1.Government auditing
Audit forms an indispensable part of the financial administration and is one of the important organs necessary to ensure the sound functioning of a Parliamentary Democracy. It is the main instrument to secure accountability of the Executive to the Legislature. Audit assists Parliament/Legislature in exercising its financial control over the Executive, to ensure that funds voted by the Parliament/Legislature have been utilized for the purpose intended and the funds authorized to be raised through taxation and other measures have been assessed, collected and credited to the Government properly.

2.Audit control
State Audit is the main instrument to secure accountability of the lower formation in the set up to the Administration and of the Administration to the Legislature in the area of financial administration. The scope of State Audit encompasses following elements:

A. Fiscal accountability This includes fiscal integrity, full disclosure and compliance with applicable laws and regulations. B. Managerial accountability It is concerned with efficiency and economy in the use of public funds, property, personal and other resources. C.Programme accountability To check whether Government programmes and activities are achieving the objective established for them with due regard to both costs and results.

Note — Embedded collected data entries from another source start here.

use crate::schema::SqlVariant;
use crate::traits::sync::{Inspect, Migrate, Query, Transaction};
use crate::Migration;
use mysql::{
    error::Error as MError, prelude::Queryable, Conn, IsolationLevel, PooledConn,
    Transaction as MTransaction, TxOpts,
};
use time::format_description::well_known::Rfc3339;
use time::OffsetDateTime;

const TABLE_COLUMNS_QUERY: &str = "SELECT COLUMN_NAME \
    FROM information_schema.COLUMNS \
    WHERE TABLE_SCHEMA = DATABASE() AND TABLE_NAME = ? \
    ORDER BY ORDINAL_POSITION";

fn get_tx_opts() -> TxOpts {
    TxOpts::default()
        .set_with_consistent_snapshot(true)
        .set_access_mode(None)
        .set_isolation_level(Some(IsolationLevel::RepeatableRead))
}

fn query_applied_migrations(
    transaction: &mut MTransaction,
    query: &str,
) -> Result<Vec<Migration>, MError> {
    let rows: Vec<(i64, String, String, String)> = transaction.query(query)?;
    let mut applied = Vec::new();
    for (version, name, applied_on, checksum) in rows {
        // Safe to call unwrap, as we stored it in RFC3339 format on the database
        let applied_on = OffsetDateTime::parse(&applied_on, &Rfc3339).unwrap();

        applied.push(Migration::applied(
            version,
            name,
            applied_on,
            checksum
                .parse::<u64>()
                .expect("checksum must be a valid u64"),
        ))
    }
    Ok(applied)
}

fn query_table_columns<Q: Queryable>(
    conn: &mut Q,
    table: &str,
) -> Result<Option<Vec<String>>, MError> {
    let columns = conn.exec_map(TABLE_COLUMNS_QUERY, (table,), |(name,): (String,)| name)?;

    // a table always has at least one column
    Ok(Some(columns).filter(|columns| !columns.is_empty()))
}

// MySQL commits DDL statements implicitly, the transaction only covers the schema history update
fn execute_in_transaction(
    transaction: &mut MTransaction,
    queries: &[&str],
) -> Result<usize, MError> {
    let mut count = 0;
    for query in queries.iter() {
        transaction.query_drop(query)?;
        count += 1;
    }
    Ok(count)
}

impl Transaction for Conn {
    type Error = MError;

    fn execute(&mut self, queries: &[&str]) -> Result<usize, Self::Error> {
        let mut transaction = self.start_transaction(get_tx_opts())?;
        let count = execute_in_transaction(&mut transaction, queries)?;
        transaction.commit()?;
        Ok(count)
    }
}

impl Transaction for PooledConn {
    type Error = MError;

    fn execute(&mut self, queries: &[&str]) -> Result<usize, Self::Error> {
        let mut transaction = self.start_transaction(get_tx_opts())?;
        let count = execute_in_transaction(&mut transaction, queries)?;
        transaction.commit()?;
        Ok(count)
    }
}

impl Query<Vec<Migration>> for Conn {
    fn query(&mut self, query: &str) -> Result<Vec<Migration>, Self::Error> {
        let mut transaction = self.start_transaction(get_tx_opts())?;
        let applied = query_applied_migrations(&mut transaction, query)?;
        transaction.commit()?;
        Ok(applied)
    }
}

impl Query<Vec<Migration>> for PooledConn {
    fn query(&mut self, query: &str) -> Result<Vec<Migration>, Self::Error> {
        let mut transaction = self.start_transaction(get_tx_opts())?;
        let applied = query_applied_migrations(&mut transaction, query)?;
        transaction.commit()?;
        Ok(applied)
    }
}

impl Inspect for Conn {
    fn sql_variant(&self) -> SqlVariant {
        SqlVariant::Mysql
    }

    fn table_columns(&mut self, table: &str) -> Result<Option<Vec<String>>, Self::Error> {
        query_table_columns(self, table)
    }
}

impl Inspect for PooledConn {
    fn sql_variant(&self) -> SqlVariant {
        SqlVariant::Mysql
    }

    fn table_columns(&mut self, table: &str) -> Result<Option<Vec<String>>, Self::Error> {
        query_table_columns(self, table)
    }
}

impl Migrate for Conn {}
impl Migrate for PooledConn {}
/// Heading plus paragraphs or bullet lines
#[derive(Debug, Clone, PartialEq, Serialize, Deserialize)]
pub struct Section {
    pub heading: String,
    pub lines: Vec<String>,
}

impl Section {
    fn new(heading: &str, lines: &[&str]) -> Self {
        Self {
            heading: heading.to_string(),
            lines: lines.iter().map(|l| l.to_string()).collect(),
        }
    }
}

/// Integer slider as offered to the user
#[derive(Debug, Clone, PartialEq, Serialize, Deserialize)]
pub struct Slider {
    pub id: String,
    pub label: String,
    pub min: i64,
    pub max: i64,
    pub value: i64,
    pub step: i64,
}

#[derive(Debug, Clone, PartialEq, Serialize, Deserialize)]
pub struct TableView {
    pub title: String,
    pub columns: Vec<Column>,
    pub records: Vec<Record>,
}

#[derive(Debug, Clone, PartialEq, Serialize, Deserialize)]
pub struct Download {
    pub label: String,
    pub file_name: String,
    pub mime: String,
}

/// Declarative content of one page
#[derive(Debug, Clone, PartialEq, Serialize, Deserialize)]
pub struct PageView {
    pub page: Page,
    pub title: String,
    pub subtitle: String,
    pub sections: Vec<Section>,
    pub controls: Vec<Slider>,
    pub metrics: Vec<Metric>,
    pub charts: Vec<ChartSpec>,
    pub table: Option<TableView>,
    pub download: Option<Download>,
    /// Closing note shown under the charts
    pub note: Option<String>,
}

impl PageView {
    fn new(page: Page, subtitle: &str) -> Self {
        Self {
            page,
            title: page.title().to_string(),
            subtitle: subtitle.to_string(),
            sections: Vec::new(),
            controls: Vec::new(),
            metrics: Vec::new(),
            charts: Vec::new(),
            table: None,
            download: None,
            note: None,
        }
    }

    pub fn metric(&self, label: &str) -> Option<&Metric> {
        self.metrics.iter().find(|m| m.label == label)
    }

    pub fn chart(&self, title: &str) -> Option<&ChartSpec> {
        self.charts.iter().find(|c| c.title == title)
    }
}

impl fmt::Display for PageView {
    fn fmt(&self, f: &mut fmt::Formatter<'_>) -> fmt::Result {
        writeln!(f, "{}", self.title)?;
        if !self.subtitle.is_empty() {
            writeln!(f, "{}", self.subtitle)?;
        }
        for section in &self.sections {
            writeln!(f, "\n## {}", section.heading)?;
            for line in &section.lines {
                writeln!(f, "  {}", line)?;
            }
        }
        for slider in &self.controls {
            writeln!(f, "\n[{}] {} ({}..={})", slider.label, slider.value, slider.min, slider.max)?;
        }
        if !self.metrics.is_empty() {
            writeln!(f)?;
            for metric in &self.metrics {
                writeln!(f, "  {:<36} {}", metric.label, metric.display())?;
            }
        }
        if !self.charts.is_empty() {
            writeln!(f)?;
            for chart in &self.charts {
                writeln!(f, "  [chart] {} ({} points)", chart.title, chart.point_count())?;
            }
        }
        if let Some(table) = &self.table {
            writeln!(f, "\n  [table] {} ({} rows)", table.title, table.records.len())?;
        }
        if let Some(download) = &self.download {
            writeln!(f, "\n  [download] {} -> {} ({})", download.label, download.file_name, download.mime)?;
        }
        if let Some(note) = &self.note {
            writeln!(f, "\n{}", note)?;
        }
        Ok(())
    }
}

// ============================================================================
// RENDERING
// ============================================================================

/// Build the view of `page` from the table and the current context
pub fn render_page(page: Page, records: &[Record], ctx: &PageContext) -> PageView {
    debug!(page = page.slug(), rows = records.len(), "rendering page");
    match page {
        Page::Overview => overview(records),
        Page::MarketOverview => market_overview(records),
        Page::SalaryExperience => salary_experience(records),
        Page::DemandKpis => demand_kpis(records),
        Page::Forecasting => forecasting(records),
        Page::SkillsRecommendations => skills_recommendations(records),
        Page::Filters => filters(records, ctx),
        Page::DataView => data_view(records, ctx),
        Page::Conclusion => conclusion(),
    }
}

fn yearly_mean_salary(records: &[Record], title: &str) -> ChartSpec {
    let trend = group_by(records, Column::Year, Column::SalaryMedian, Agg::Mean);
    ChartSpec::new(ChartKind::Line, title)
        .x(Axis::column(Column::Year))
        .y(Axis::named(Column::SalaryMedian.name(), "Average Median Salary (CNY)"))
        .series(Series::from_pairs(Column::SalaryMedian.name(), &trend))
        .markers()
}

fn overview(records: &[Record]) -> PageView {
    let mut view = PageView::new(Page::Overview, "Professional Data Analytics Application");
    view.title = "Job Market Analytics Dashboard".to_string();

    view.sections.push(Section::new(
        "Project Introduction",
        &[
            "The Job Market Analytics Dashboard analyzes job market trends, salary patterns and demand indicators for the Chinese job market.",
            "It applies data visualization and exploratory data analysis to support data-driven decisions.",
        ],
    ));
    view.sections.push(Section::new(
        "Objectives",
        &[
            "Analyze salary trends across years and experience levels",
            "Study the relationship between demand index and job openings",
            "Visualize hiring patterns with interactive charts",
            "Apply data analytics concepts to a real-world scenario",
        ],
    ));
    view.sections.push(Section::new(
        "Dataset Overview",
        &[
            "Job salaries (minimum, median, maximum)",
            "Demand index of skills",
            "Number of job openings",
            "Experience levels",
            "Yearly trends",
        ],
    ));

    view.charts.push(yearly_mean_salary(records, "Average Median Salary Trend Over Time"));
    view.note = Some(
        "This dashboard provides detailed insights in the following sections using interactive analytics."
            .to_string(),
    );
    view
}

fn market_overview(records: &[Record]) -> PageView {
    let mut view = PageView::new(Page::MarketOverview, "High-level insights into the job market dynamics");

    view.charts.push(
        ChartSpec::new(ChartKind::Box, "Salary Distribution (Median Salary)")
            .y(Axis::column(Column::SalaryMedian))
            .series(Series::new(
                Column::SalaryMedian.name(),
                column_points(records, Column::SalaryMedian),
            )),
    );

    view.charts.push(
        ChartSpec::new(ChartKind::Scatter, "Demand Index vs Job Openings")
            .x(Axis::column(Column::DemandIndex))
            .y(Axis::column(Column::JobOpenings))
            .series(Series::new(
                "records",
                record_points(records, Column::DemandIndex, Column::JobOpenings, Some(Column::SalaryMedian), None),
            ))
            .size_by(Column::SalaryMedian)
            .opacity(0.7),
    );

    view.charts.push(yearly_mean_salary(records, "Average Salary Trend Over Years"));

    let openings = group_by(records, Column::Year, Column::JobOpenings, Agg::Sum);
    view.charts.push(
        ChartSpec::new(ChartKind::Area, "Total Job Openings Over Time")
            .x(Axis::column(Column::Year))
            .y(Axis::column(Column::JobOpenings))
            .series(Series::from_pairs(Column::JobOpenings.name(), &openings)),
    );

    view.charts.push(
        ChartSpec::new(ChartKind::Histogram, "Salary Density Distribution")
            .x(Axis::column(Column::SalaryMedian))
            .series(Series::new(
                Column::SalaryMedian.name(),
                column_points(records, Column::SalaryMedian),
            ))
            .nbins(40),
    );

    view
}

fn salary_experience(records: &[Record]) -> PageView {
    let mut view = PageView::new(
        Page::SalaryExperience,
        "Understanding salary behavior across experience, demand, and time",
    );
    view.sections.push(Section::new(
        "Analytical Overview",
        &["This section explores the relationship between salary levels, experience and market demand, and how compensation evolves with professional growth."],
    ));

    let mut impact = ChartSpec::new(ChartKind::Scatter, "Impact of Experience on Median Salary")
        .x(Axis::column(Column::ExperienceYears))
        .y(Axis::column(Column::SalaryMedian))
        .series(Series::new(
            "records",
            record_points(records, Column::ExperienceYears, Column::SalaryMedian, None, None),
        ))
        .trendline("ols");
    let xs = Column::ExperienceYears.values(records);
    let ys = Column::SalaryMedian.values(records);
    if let Some(fit) = linear_fit(&xs, &ys) {
        let lo = xs.iter().copied().fold(f64::INFINITY, f64::min);
        let hi = xs.iter().copied().fold(f64::NEG_INFINITY, f64::max);
        impact = impact.series(Series::new(
            "ols",
            vec![Point::xy(lo, fit.predict(lo)), Point::xy(hi, fit.predict(hi))],
        ));
    }
    view.charts.push(impact);

    view.charts.push(
        ChartSpec::new(ChartKind::Scatter, "Salary Variation by Market Demand & Job Openings")
            .x(Axis::column(Column::DemandIndex))
            .y(Axis::column(Column::SalaryMedian))
            .series(Series::new(
                "records",
                record_points(
                    records,
                    Column::DemandIndex,
                    Column::SalaryMedian,
                    Some(Column::JobOpenings),
                    Some(Column::ExperienceYears),
                ),
            ))
            .size_by(Column::JobOpenings)
            .color_by(Column::ExperienceYears)
            .opacity(0.7),
    );

    view.charts.push(
        ChartSpec::new(ChartKind::Violin, "Salary Distribution Across Experience Levels")
            .x(Axis::column(Column::ExperienceYears))
            .y(Axis::column(Column::SalaryMedian))
            .series(Series::new(
                "records",
                record_points(records, Column::ExperienceYears, Column::SalaryMedian, None, None),
            ))
            .box_overlay(),
    );

    let cells = group_by_pair(records, Column::Year, Column::ExperienceYears, Column::SalaryMedian, Agg::Mean);
    view.charts.push(
        ChartSpec::new(ChartKind::Heatmap, "Salary Growth Pattern Over Time & Experience")
            .x(Axis::column(Column::Year))
            .y(Axis::column(Column::ExperienceYears))
            .series(Series::new(Column::SalaryMedian.name(), cell_points(&cells))),
    );

    view.charts.push(
        ChartSpec::new(ChartKind::DensityContour, "Density Distribution of Salary & Experience")
            .x(Axis::column(Column::SalaryMedian))
            .y(Axis::column(Column::ExperienceYears))
            .series(Series::new(
                "records",
                record_points(records, Column::SalaryMedian, Column::ExperienceYears, None, None),
            )),
    );

    let min_salary = group_by(records, Column::Year, Column::SalaryMin, Agg::Mean);
    let max_salary = group_by(records, Column::Year, Column::SalaryMax, Agg::Mean);
    view.charts.push(
        ChartSpec::new(ChartKind::Line, "Salary Range Volatility Over Time")
            .x(Axis::column(Column::Year))
            .y(Axis::named("value", "Salary (CNY)"))
            .series(Series::from_pairs("min_salary", &min_salary))
            .series(Series::from_pairs("max_salary", &max_salary)),
    );

    view
}
// ============================================================================
// TABLE
// ============================================================================

fn format_cell(column: Column, record: &Record) -> String {
    let value = column.value(record);
    if value.fract() == 0.0 {
        format!("{:.0}", value)
    } else {
        format!("{:.2}", value)
    }
}

fn table_widget(table: &TableView, download: bool) -> Table<'_> {
    let header_cells = table.columns.iter().map(|c| {
        Cell::from(c.label()).style(
            Style::default()
                .fg(Color::Yellow)
                .add_modifier(Modifier::BOLD),
        )
    });

    let header = Row::new(header_cells)
        .style(Style::default().bg(Color::DarkGray))
        .height(1);

    let rows = table.records.iter().map(|record| {
        let cells = table
            .columns
            .iter()
            .map(|c| Cell::from(format_cell(*c, record)))
            .collect::<Vec<_>>();
        Row::new(cells).height(1)
    });

    let widths: Vec<Constraint> = table.columns.iter().map(|_| Constraint::Length(18)).collect();

    let title = if download {
        format!(" {} ({} rows, e: export CSV) ", table.title, table.records.len())
    } else {
        format!(" {} ({} rows) ", table.title, table.records.len())
    };

    Table::new(rows, widths)
        .header(header)
        .block(
            Block::default()
                .borders(Borders::ALL)
                .border_style(Style::default().fg(Color::White))
                .title(title),
        )
        .highlight_style(
            Style::default()
                .bg(Color::DarkGray)
                .add_modifier(Modifier::BOLD),
        )
        .highlight_symbol("→ ")
}

fn render_table(f: &mut Frame, area: Rect, app: &mut App) {
    if let Some(table) = &app.view.table {
        let widget = table_widget(table, app.view.download.is_some());
        f.render_stateful_widget(widget, area, &mut app.table_state);
    }
}

fn render_status_bar(f: &mut Frame, area: Rect, app: &App) {
    let mut status_spans = vec![Span::styled(
        format!(" Page: {}/{} ", page_number(app.current_page), Page::ALL.len()),
        Style::default().fg(Color::Cyan),
    )];

    if let Some(message) = &app.status_message {
        status_spans.push(Span::raw(" | "));
        status_spans.push(Span::styled(message.clone(), Style::default().fg(Color::Green)));
    }

    if app.table_len() > 0 {
        let selected = app.table_state.selected().map(|i| i + 1).unwrap_or(0);
        status_spans.push(Span::raw(" | "));
        status_spans.push(Span::styled(
            format!("Row: {}/{}", selected, app.table_len()),
            Style::default().fg(Color::Cyan),
        ));
    }

    status_spans.push(Span::raw(" | "));
    status_spans.push(Span::styled("Tab", Style::default().fg(Color::Yellow)));
    status_spans.push(Span::raw(" Page | "));
    status_spans.push(Span::styled("1-9", Style::default().fg(Color::Yellow)));
    status_spans.push(Span::raw(" Jump | "));
    if app.has_controls() {
        status_spans.push(Span::styled("←/→", Style::default().fg(Color::Yellow)));
        status_spans.push(Span::raw(" Slider | "));
    }
    status_spans.push(Span::styled("↑/↓", Style::default().fg(Color::Yellow)));
    status_spans.push(Span::raw(" Rows | "));
    status_spans.push(Span::styled("q", Style::default().fg(Color::Red)));
    status_spans.push(Span::raw(" Quit"));

    let status_bar = Paragraph::new(Line::from(status_spans)).block(
        Block::default()
            .borders(Borders::ALL)
            .border_style(Style::default().fg(Color::White)),
    );

    f.render_widget(status_bar, area);
}
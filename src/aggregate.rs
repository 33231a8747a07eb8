// Aggregation helpers - group-by, column statistics and distribution summaries
//
// Plain relational aggregation over the in-memory table. Every page reuses
// these with different column parameters.

use crate::dataset::{Column, Record};
use crate::error::{DashboardError, Result};
use serde::{Deserialize, Serialize};
use std::cmp::Ordering;

/// Aggregate function applied to each group
#[derive(Debug, Clone, Copy, PartialEq, Eq, Serialize, Deserialize)]
#[serde(rename_all = "lowercase")]
pub enum Agg {
    Mean,
    Sum,
}

impl Agg {
    fn apply(&self, values: &[f64]) -> Result<f64> {
        match self {
            Agg::Mean => mean(values),
            Agg::Sum => Ok(values.iter().sum()),
        }
    }
}

// ============================================================================
// SCALAR STATISTICS
// ============================================================================

/// Arithmetic mean; EmptyResult when there is nothing to average
pub fn mean(values: &[f64]) -> Result<f64> {
    if values.is_empty() {
        return Err(DashboardError::EmptyResult);
    }
    Ok(values.iter().sum::<f64>() / values.len() as f64)
}

pub fn column_mean(records: &[Record], column: Column) -> Result<f64> {
    mean(&column.values(records))
}

pub fn column_sum(records: &[Record], column: Column) -> f64 {
    records.iter().map(|r| column.value(r)).sum()
}

pub fn column_max(records: &[Record], column: Column) -> Result<f64> {
    records
        .iter()
        .map(|r| column.value(r))
        .max_by(f64::total_cmp)
        .ok_or(DashboardError::EmptyResult)
}

pub fn column_min(records: &[Record], column: Column) -> Result<f64> {
    records
        .iter()
        .map(|r| column.value(r))
        .min_by(f64::total_cmp)
        .ok_or(DashboardError::EmptyResult)
}

/// Quantile with linear interpolation between the two closest ranks
pub fn quantile(values: &[f64], q: f64) -> Result<f64> {
    if values.is_empty() {
        return Err(DashboardError::EmptyResult);
    }
    let mut sorted = values.to_vec();
    sorted.sort_by(f64::total_cmp);

    let q = q.clamp(0.0, 1.0);
    let pos = q * (sorted.len() - 1) as f64;
    let lower = pos.floor() as usize;
    let upper = pos.ceil() as usize;
    let fraction = pos - lower as f64;

    Ok(sorted[lower] + (sorted[upper] - sorted[lower]) * fraction)
}

/// Min, lower quartile, median, upper quartile, max
#[derive(Debug, Clone, Copy, PartialEq, Serialize, Deserialize)]
pub struct FiveNumberSummary {
    pub min: f64,
    pub q1: f64,
    pub median: f64,
    pub q3: f64,
    pub max: f64,
}

pub fn five_number_summary(values: &[f64]) -> Result<FiveNumberSummary> {
    Ok(FiveNumberSummary {
        min: quantile(values, 0.0)?,
        q1: quantile(values, 0.25)?,
        median: quantile(values, 0.5)?,
        q3: quantile(values, 0.75)?,
        max: quantile(values, 1.0)?,
    })
}

// ============================================================================
// GROUP BY
// ============================================================================

/// Group rows by `key` and aggregate `value` per group, ascending by key
pub fn group_by(records: &[Record], key: Column, value: Column, agg: Agg) -> Vec<(f64, f64)> {
    let mut groups: Vec<(f64, Vec<f64>)> = Vec::new();

    for record in records {
        let k = key.value(record);
        let v = value.value(record);
        match groups.iter_mut().find(|(gk, _)| *gk == k) {
            Some((_, values)) => values.push(v),
            None => groups.push((k, vec![v])),
        }
    }

    groups.sort_by(|a, b| a.0.total_cmp(&b.0));

    groups
        .into_iter()
        .filter_map(|(k, values)| agg.apply(&values).ok().map(|v| (k, v)))
        .collect()
}

/// One cell of a two-key grouping
#[derive(Debug, Clone, Copy, PartialEq, Serialize, Deserialize)]
pub struct GroupCell {
    pub x: f64,
    pub y: f64,
    pub value: f64,
}

/// Group rows by the (`x`, `y`) key pair, ascending by x then y
pub fn group_by_pair(
    records: &[Record],
    x: Column,
    y: Column,
    value: Column,
    agg: Agg,
) -> Vec<GroupCell> {
    let mut groups: Vec<((f64, f64), Vec<f64>)> = Vec::new();

    for record in records {
        let k = (x.value(record), y.value(record));
        let v = value.value(record);
        match groups.iter_mut().find(|(gk, _)| *gk == k) {
            Some((_, values)) => values.push(v),
            None => groups.push((k, vec![v])),
        }
    }

    groups.sort_by(|a, b| match a.0 .0.total_cmp(&b.0 .0) {
        Ordering::Equal => a.0 .1.total_cmp(&b.0 .1),
        other => other,
    });

    groups
        .into_iter()
        .filter_map(|((gx, gy), values)| {
            agg.apply(&values).ok().map(|value| GroupCell { x: gx, y: gy, value })
        })
        .collect()
}

// ============================================================================
// DISTRIBUTIONS
// ============================================================================

/// One equal-width histogram bin, [start, end)
#[derive(Debug, Clone, Copy, PartialEq, Serialize, Deserialize)]
pub struct Bin {
    pub start: f64,
    pub end: f64,
    pub count: usize,
}

/// Equal-width histogram; the last bin is closed so the maximum is counted
pub fn histogram(values: &[f64], nbins: usize) -> Vec<Bin> {
    if values.is_empty() || nbins == 0 {
        return Vec::new();
    }

    let min = values.iter().copied().fold(f64::INFINITY, f64::min);
    let max = values.iter().copied().fold(f64::NEG_INFINITY, f64::max);

    // All values equal: one bin holds everything
    if max == min {
        return vec![Bin {
            start: min,
            end: max,
            count: values.len(),
        }];
    }

    let width = (max - min) / nbins as f64;
    let mut bins: Vec<Bin> = (0..nbins)
        .map(|i| Bin {
            start: min + width * i as f64,
            end: min + width * (i + 1) as f64,
            count: 0,
        })
        .collect();

    for v in values {
        let idx = (((v - min) / width) as usize).min(nbins - 1);
        bins[idx].count += 1;
    }

    bins
}

/// Ordinary least squares fit
#[derive(Debug, Clone, Copy, PartialEq, Serialize, Deserialize)]
pub struct LinearFit {
    pub slope: f64,
    pub intercept: f64,
}

impl LinearFit {
    pub fn predict(&self, x: f64) -> f64 {
        self.intercept + self.slope * x
    }
}

/// Least squares line through (xs, ys); None when x has no spread
pub fn linear_fit(xs: &[f64], ys: &[f64]) -> Option<LinearFit> {
    let n = xs.len().min(ys.len());
    if n < 2 {
        return None;
    }
    let xs = &xs[..n];
    let ys = &ys[..n];

    let mean_x = xs.iter().sum::<f64>() / n as f64;
    let mean_y = ys.iter().sum::<f64>() / n as f64;

    let sxx: f64 = xs.iter().map(|x| (x - mean_x).powi(2)).sum();
    if sxx == 0.0 {
        return None;
    }
    let sxy: f64 = xs
        .iter()
        .zip(ys)
        .map(|(x, y)| (x - mean_x) * (y - mean_y))
        .sum();

    let slope = sxy / sxx;
    Some(LinearFit {
        slope,
        intercept: mean_y - slope * mean_x,
    })
}

#[cfg(test)]
mod tests {
    use super::*;
    use crate::dataset::sample_records;

    #[test]
    fn test_mean_of_empty_is_empty_result() {
        assert!(matches!(mean(&[]), Err(DashboardError::EmptyResult)));
        assert!(matches!(column_max(&[], Column::DemandIndex), Err(DashboardError::EmptyResult)));
    }

    #[test]
    fn test_column_statistics() {
        let records = sample_records();
        assert_eq!(column_mean(&records, Column::SalaryMedian).unwrap(), 10300.0);
        assert_eq!(column_sum(&records, Column::JobOpenings), 9100.0);
        assert_eq!(column_max(&records, Column::DemandIndex).unwrap(), 80.0);
        assert_eq!(column_min(&records, Column::ExperienceYears).unwrap(), 0.0);
        assert_eq!(column_mean(&records, Column::ExperienceYears).unwrap(), 2.2);
    }

    #[test]
    fn test_group_by_year() {
        let records = sample_records();

        let salary = group_by(&records, Column::Year, Column::SalaryMedian, Agg::Mean);
        assert_eq!(
            salary,
            vec![
                (2019.0, 9000.0),
                (2020.0, 9500.0),
                (2021.0, 10000.0),
                (2022.0, 11000.0),
                (2023.0, 12000.0),
            ]
        );

        let openings = group_by(&records, Column::Year, Column::JobOpenings, Agg::Sum);
        assert_eq!(openings[0], (2019.0, 1200.0));
        assert_eq!(openings[4], (2023.0, 2500.0));
    }

    #[test]
    fn test_group_by_sorts_keys() {
        let mut records = sample_records();
        records.reverse();
        let grouped = group_by(&records, Column::DemandIndex, Column::JobOpenings, Agg::Sum);
        let keys: Vec<f64> = grouped.iter().map(|(k, _)| *k).collect();
        assert_eq!(keys, vec![60.0, 65.0, 70.0, 75.0, 80.0]);
    }

    #[test]
    fn test_group_by_pair() {
        let records = sample_records();
        let cells = group_by_pair(
            &records,
            Column::Year,
            Column::ExperienceYears,
            Column::SalaryMedian,
            Agg::Mean,
        );
        assert_eq!(cells.len(), 5);
        assert_eq!(cells[2], GroupCell { x: 2021.0, y: 2.0, value: 10000.0 });
    }

    #[test]
    fn test_quantile_interpolates() {
        let demand = Column::DemandIndex.values(&sample_records());
        assert_eq!(quantile(&demand, 0.75).unwrap(), 75.0);
        assert_eq!(quantile(&[1.0, 2.0, 3.0, 4.0], 0.5).unwrap(), 2.5);
        assert_eq!(quantile(&[10.0], 0.9).unwrap(), 10.0);
    }

    #[test]
    fn test_five_number_summary() {
        let summary = five_number_summary(&[1.0, 2.0, 3.0, 4.0, 5.0]).unwrap();
        assert_eq!(summary.min, 1.0);
        assert_eq!(summary.q1, 2.0);
        assert_eq!(summary.median, 3.0);
        assert_eq!(summary.q3, 4.0);
        assert_eq!(summary.max, 5.0);
    }

    #[test]
    fn test_histogram_counts_every_value() {
        let salaries = Column::SalaryMedian.values(&sample_records());
        let bins = histogram(&salaries, 40);

        assert_eq!(bins.len(), 40);
        assert_eq!(bins.iter().map(|b| b.count).sum::<usize>(), 50);
        assert_eq!(bins[0].count, 10);
        assert_eq!(bins[39].count, 10);
    }

    #[test]
    fn test_histogram_single_value() {
        let bins = histogram(&[3.0, 3.0], 10);
        assert_eq!(bins.len(), 1);
        assert_eq!(bins[0].count, 2);
        assert!(histogram(&[], 10).is_empty());
    }

    #[test]
    fn test_linear_fit() {
        let fit = linear_fit(&[0.0, 1.0, 2.0], &[1.0, 3.0, 5.0]).unwrap();
        assert!((fit.slope - 2.0).abs() < 1e-9);
        assert!((fit.intercept - 1.0).abs() < 1e-9);
        assert!((fit.predict(3.0) - 7.0).abs() < 1e-9);

        assert!(linear_fit(&[1.0, 1.0], &[2.0, 3.0]).is_none());
        assert!(linear_fit(&[1.0], &[2.0]).is_none());
    }
}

3.Financial Audits Address questions of accounting, recording, and reporting of financial transactions. Reviewing the adequacy of internal controls also falls within the scope of financial audits. Compliance Audits seek to determine if departments are adhering to federal, state, and University rules, regulations, policies, and procedures.

4.Operational Audits
Examine the use of department/university resources to evaluate whether those resources are being utilized in the most efficient and effective way to fulfill the department's/University's mission and objectives. An operational audit may include elements of a compliance audit, a financial audit, and an information systems audit.

5.Investigative Audits
Are performed when appropriate. These audits focus on alleged violations of federal and state laws and of University policies and regulations. This may result in prosecution or disciplinary action. Internal theft, misuse of University assets, and conflicts of interest are examples of investigative audits.

Information Systems (IS) Audits address the internal control environment of automated information processing systems and how these systems are used. IS audits typically evaluate system input, output and processing controls, backup and recovery plans, and system security, as well as computer facility reviews.